WHAT YOU WILL DO – What is needed here is an exact repetition of the records below, beginning at the line that has "return Ok(vec![resolved]);" and stopping after the line that has "are non-string values.".

Stored data entries –
▼
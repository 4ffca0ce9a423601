//! Selector-aware JSON patch execution over one block value.
//!
//! Operations run one at a time against the evolving document. A failing
//! operation is recorded and skipped; it never aborts the batch. Each source
//! operation is atomic: either all of its selector expansions apply or none do.

use crate::blocks::path::ParsedPath;
use crate::blocks::registry::{unwrap_fuzzy, wrap_fuzzy, BlockKind};
use crate::json_patch::errors::JsonPatchError;
use crate::json_patch::pointer::{self, parse_pointer};
use crate::json_patch::selector::SelectorPath;
use serde::{Deserialize, Serialize};
use serde_json::Value;
use std::fmt;

#[derive(Debug, Clone, PartialEq, Serialize, Deserialize)]
#[serde(tag = "op", rename_all = "lowercase")]
pub enum JsonPatchOp {
    Add { path: String, value: Value },
    Remove { path: String },
    Replace { path: String, value: Value },
    Move { from: String, path: String },
    Test { path: String, value: Value },
}

impl JsonPatchOp {
    pub fn verb(&self) -> &'static str {
        match self {
            JsonPatchOp::Add { .. } => "add",
            JsonPatchOp::Remove { .. } => "remove",
            JsonPatchOp::Replace { .. } => "replace",
            JsonPatchOp::Move { .. } => "move",
            JsonPatchOp::Test { .. } => "test",
        }
    }

    pub fn path(&self) -> &str {
        match self {
            JsonPatchOp::Add { path, .. }
            | JsonPatchOp::Remove { path }
            | JsonPatchOp::Replace { path, .. }
            | JsonPatchOp::Move { path, .. }
            | JsonPatchOp::Test { path, .. } => path.as_str(),
        }
    }

    pub fn from(&self) -> Option<&str> {
        match self {
            JsonPatchOp::Move { from, .. } => Some(from.as_str()),
            _ => None,
        }
    }

    pub fn value(&self) -> Option<&Value> {
        match self {
            JsonPatchOp::Add { value, .. }
            | JsonPatchOp::Replace { value, .. }
            | JsonPatchOp::Test { value, .. } => Some(value),
            JsonPatchOp::Remove { .. } | JsonPatchOp::Move { .. } => None,
        }
    }

    fn with_path(&self, new_path: String) -> Self {
        let mut op = self.clone();
        match &mut op {
            JsonPatchOp::Add { path, .. }
            | JsonPatchOp::Remove { path }
            | JsonPatchOp::Replace { path, .. }
            | JsonPatchOp::Move { path, .. }
            | JsonPatchOp::Test { path, .. } => *path = new_path,
        }
        op
    }

    /// Apply to `doc` assuming the paths are plain pointers.
    fn apply_concrete(&self, doc: &mut Value) -> Result<(), JsonPatchError> {
        match self {
            JsonPatchOp::Add { path, value } => pointer::add(doc, path, value.clone()),
            JsonPatchOp::Remove { path } => pointer::remove(doc, path).map(|_| ()),
            JsonPatchOp::Replace { path, value } => pointer::replace(doc, path, value.clone()),
            JsonPatchOp::Move { from, path } => pointer::move_value(doc, from, path),
            JsonPatchOp::Test { path, value } => pointer::test_value(doc, path, value),
        }
    }
}

impl fmt::Display for JsonPatchOp {
    fn fmt(&self, f: &mut fmt::Formatter<'_>) -> fmt::Result {
        match self.from() {
            Some(from) => write!(f, "{} {} -> {}", self.verb(), from, self.path()),
            None => write!(f, "{} {}", self.verb(), self.path()),
        }
    }
}

fn is_numeric_path(path: &str) -> bool {
    SelectorPath::parse(path).is_ok_and(|p| p.numeric_segment().is_some())
}

/// The path of `op` that addresses an array element by bare index, if any.
fn numeric_index_path(op: &JsonPatchOp) -> Option<&str> {
    if is_numeric_path(op.path()) {
        return Some(op.path());
    }
    op.from().filter(|from| is_numeric_path(from))
}

/// Split `ops` into `(accepted, rejected)`; rejected operations use a bare
/// numeric array index outside `/-` and selector syntax.
pub fn partition_numeric(ops: Vec<JsonPatchOp>) -> (Vec<JsonPatchOp>, Vec<JsonPatchOp>) {
    ops.into_iter().partition(|op| numeric_index_path(op).is_none())
}

/// Expand selectors in `op` against the current `doc`. Multi-match
/// selectors produce one operation per match: descending index order for
/// `remove`, ascending otherwise.
pub fn resolve_selectors(doc: &Value, op: &JsonPatchOp) -> Result<Vec<JsonPatchOp>, JsonPatchError> {
    let path = SelectorPath::parse(op.path())?;

    let mut resolved = op.clone();
    if let Some(from) = op.from() {
        let from_path = SelectorPath::parse(from)?;
        if from_path.has_selectors() {
            let sources = from_path.expand(doc)?;
            let [source] = sources.as_slice() else {
                return Err(JsonPatchError::AmbiguousSource {
                    selector: from.to_string(),
                    path: op.path().to_string(),
                    count: sources.len(),
                });
            };
            if let JsonPatchOp::Move { from, .. } = &mut resolved {
                *from = source.clone();
            }
        }
    }

    if !path.has_selectors() {
        return Ok(vec![resolved]);
    }
    let mut concrete: Vec<JsonPatchOp> = path
        .expand(doc)?
        .into_iter()
        .map(|p| resolved.with_path(p))
        .collect();
    if matches!(op, JsonPatchOp::Remove { .. }) {
        concrete.reverse();
    }
    log::trace!("{op} expanded to {} operation(s)", concrete.len());
    Ok(concrete)
}

fn targets_fuzzy_field(kind: BlockKind, path: &str) -> bool {
    let Ok(tokens) = parse_pointer(path) else {
        return false;
    };
    kind.fuzzy_text_paths().iter().any(|fuzzy| match fuzzy {
        ParsedPath::Root { field } => tokens.len() == 1 && &tokens[0] == field,
        ParsedPath::ArrayItem {
            array_field,
            item_field,
        } => {
            tokens.len() == 3
                && &tokens[0] == array_field
                && (tokens[1] == "-" || tokens[1].bytes().all(|b| b.is_ascii_digit()))
                && &tokens[2] == item_field
        }
    })
}

/// Mark string values written to fuzzy text fields for resolution against
/// prose. `remove` and `test` are left alone, as are non-string values.
pub fn wrap_fuzzy_text(kind: BlockKind, op: JsonPatchOp) -> JsonPatchOp {
    match op {
        JsonPatchOp::Add {
            path,
            value: Value::String(text),
        } if targets_fuzzy_field(kind, &path) && unwrap_fuzzy(&text).is_none() => JsonPatchOp::Add {
            path,
            value: Value::String(wrap_fuzzy(&text)),
        },
        JsonPatchOp::Replace {
            path,
            value: Value::String(text),
        } if targets_fuzzy_field(kind, &path) && unwrap_fuzzy(&text).is_none() => JsonPatchOp::Replace {
            path,
            value: Value::String(wrap_fuzzy(&text)),
        },
        other => other,
    }
}

#[derive(Debug, Clone, PartialEq)]
pub struct OperationFailure {
    /// Position of the operation in the submitted list.
    pub index: usize,
    pub operation: String,
    pub error: JsonPatchError,
}

impl fmt::Display for OperationFailure {
    fn fmt(&self, f: &mut fmt::Formatter<'_>) -> fmt::Result {
        write!(f, "operation {} ({}): {}", self.index + 1, self.operation, self.error)
    }
}

#[derive(Debug, Clone, PartialEq)]
pub struct ExecutionReport {
    pub document: Value,
    pub applied: usize,
    pub failures: Vec<OperationFailure>,
}

impl ExecutionReport {
    pub fn is_complete(&self) -> bool {
        self.failures.is_empty()
    }
}

/// Run `ops` against `doc`, numeric-index rejection included.
pub fn apply_operations(doc: &Value, ops: Vec<JsonPatchOp>, kind: BlockKind) -> ExecutionReport {
    let mut document = doc.clone();
    let mut applied = 0;
    let mut failures = Vec::new();

    for (index, op) in ops.into_iter().enumerate() {
        if let Some(path) = numeric_index_path(&op) {
            failures.push(OperationFailure {
                index,
                operation: op.to_string(),
                error: JsonPatchError::NumericIndex {
                    path: path.to_string(),
                },
            });
            continue;
        }

        let outcome = resolve_selectors(&document, &op).and_then(|concrete| {
            let mut scratch = document.clone();
            for step in concrete {
                wrap_fuzzy_text(kind, step).apply_concrete(&mut scratch)?;
            }
            Ok(scratch)
        });

        match outcome {
            Ok(next) => {
                document = next;
                applied += 1;
            }
            Err(error) => {
                log::debug!("json patch operation {} failed: {error}", index + 1);
                failures.push(OperationFailure {
                    index,
                    operation: op.to_string(),
                    error,
                });
            }
        }
    }

    ExecutionReport {
        document,
        applied,
        failures,
    }
}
▲
SOLUTION TO THIS PROBLEM –
        return Ok(vec![resolved]);
    }
    let mut concrete: Vec<JsonPatchOp> = path
        .expand(doc)?
        .into_iter()
        .map(|p| resolved.with_path(p))
        .collect();
    if matches!(op, JsonPatchOp::Remove { .. }) {
        concrete.reverse();
    }
    log::trace!("{op} expanded to {} operation(s)", concrete.len());
    Ok(concrete)
}

fn targets_fuzzy_field(kind: BlockKind, path: &str) -> bool {
    let Ok(tokens) = parse_pointer(path) else {
        return false;
    };
    kind.fuzzy_text_paths().iter().any(|fuzzy| match fuzzy {
        ParsedPath::Root { field } => tokens.len() == 1 && &tokens[0] == field,
        ParsedPath::ArrayItem {
            array_field,
            item_field,
        } => {
            tokens.len() == 3
                && &tokens[0] == array_field
                && (tokens[1] == "-" || tokens[1].bytes().all(|b| b.is_ascii_digit()))
                && &tokens[2] == item_field
        }
    })
}

/// Mark string values written to fuzzy text fields for resolution against
/// prose. `remove` and `test` are left alone, as are non-string values.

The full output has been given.